Following the restructuring of the Australian Army under the "Adaptive Army" initiative, the 1st Division no longer had any combat units assigned to it, although the 2nd Battalion, Royal Australian Regiment became a direct command unit in late 2017. In 2023 the Army's three regular combat brigades were assigned to the 1st Division, which subsequently also gained a logistics brigade and an artillery brigade. The division is tasked with co-ordinating the Army's high-level training activities and maintaining the "Deployable Joint Force Headquarters" (DJFHQ). In the event of the Australian Army undertaking a large-scale land-based operation, the division would have further combat units force assigned to it and would command all deployed assets including those of the Royal Australian Navy and the Royal Australian Air Force.

==History==
===First World War===
====Gallipoli====

The Australian 1st Division was raised during the initial formation of the Australian Imperial Force (AIF) on 15 August 1914, shortly after the outbreak of the First World War. The division consisted of around 18,000 men, organised into three infantry brigades, each of four battalions, and various supporting units including artillery, light horse, engineers and medical personnel.

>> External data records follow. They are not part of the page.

//! Golf clubs a swing video can be filed under

use serde::{Serialize, Serializer};
use std::fmt;
use std::str::FromStr;

use crate::error::LibraryError;

/// Club family, used for grouping in status output
#[derive(Debug, Clone, Copy, PartialEq, Eq, Hash, Serialize)]
#[serde(rename_all = "lowercase")]
pub enum ClubCategory {
    Wedge,
    Iron,
    Wood,
    Hybrid,
    Driver,
}

impl ClubCategory {
    pub fn as_str(&self) -> &'static str {
        match self {
            ClubCategory::Wedge => "wedge",
            ClubCategory::Iron => "iron",
            ClubCategory::Wood => "wood",
            ClubCategory::Hybrid => "hybrid",
            ClubCategory::Driver => "driver",
        }
    }
}

/// Every supported club code, in bag order
pub const SUPPORTED_CLUBS: [&str; 22] = [
    // wedges
    "L", "S", "G", "A", "P",
    // irons
    "9", "8", "7", "6", "5", "4", "3", "2", "1",
    // woods
    "7W", "5W", "4W", "3W",
    // hybrids
    "5H", "4H", "3H",
    // driver
    "D",
];

/// A validated club, stored by its canonical code
#[derive(Debug, Clone, Copy, PartialEq, Eq, Hash, PartialOrd, Ord)]
pub struct Club(&'static str);

impl Club {
    /// Canonical upper-case code, also the output filename prefix
    pub fn code(&self) -> &'static str {
        self.0
    }

    pub fn category(&self) -> ClubCategory {
        match self.0 {
            "L" | "S" | "G" | "A" | "P" => ClubCategory::Wedge,
            "D" => ClubCategory::Driver,
            code if code.ends_with('W') => ClubCategory::Wood,
            code if code.ends_with('H') => ClubCategory::Hybrid,
            _ => ClubCategory::Iron,
        }
    }

    pub fn all() -> impl Iterator<Item = Club> {
        SUPPORTED_CLUBS.iter().map(|code| Club(*code))
    }
}

impl FromStr for Club {
    type Err = LibraryError;

    fn from_str(s: &str) -> Result<Self, Self::Err> {
        let wanted = s.trim();
        SUPPORTED_CLUBS
            .iter()
            .find(|code| code.eq_ignore_ascii_case(wanted))
            .map(|code| Club(*code))
            .ok_or_else(|| LibraryError::UnknownClub(s.to_string(), SUPPORTED_CLUBS.join(", ")))
    }
}

impl fmt::Display for Club {
    fn fmt(&self, f: &mut fmt::Formatter<'_>) -> fmt::Result {
        f.write_str(self.0)
    }
}

impl Serialize for Club {
    fn serialize<S: Serializer>(&self, serializer: S) -> Result<S::Ok, S::Error> {
        serializer.serialize_str(self.0)
    }
}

Each infantry battalion initially consisted of eight companies, although in January 1915, they were reorganised into the British four-company system. Its first commander was the senior Australian general and head of the AIF, Major General William Bridges. Over the course of six weeks, the division's subordinate units were raised separately in the various states before embarking overseas. The transports then concentrated off the Western Australian coast and the combined fleet sailed for Britain. While en route, concerns about overcrowding in the training camps in the United Kingdom meant that the decision was made to land the division in Egypt, where it would complete its training before being transported to the Western Front.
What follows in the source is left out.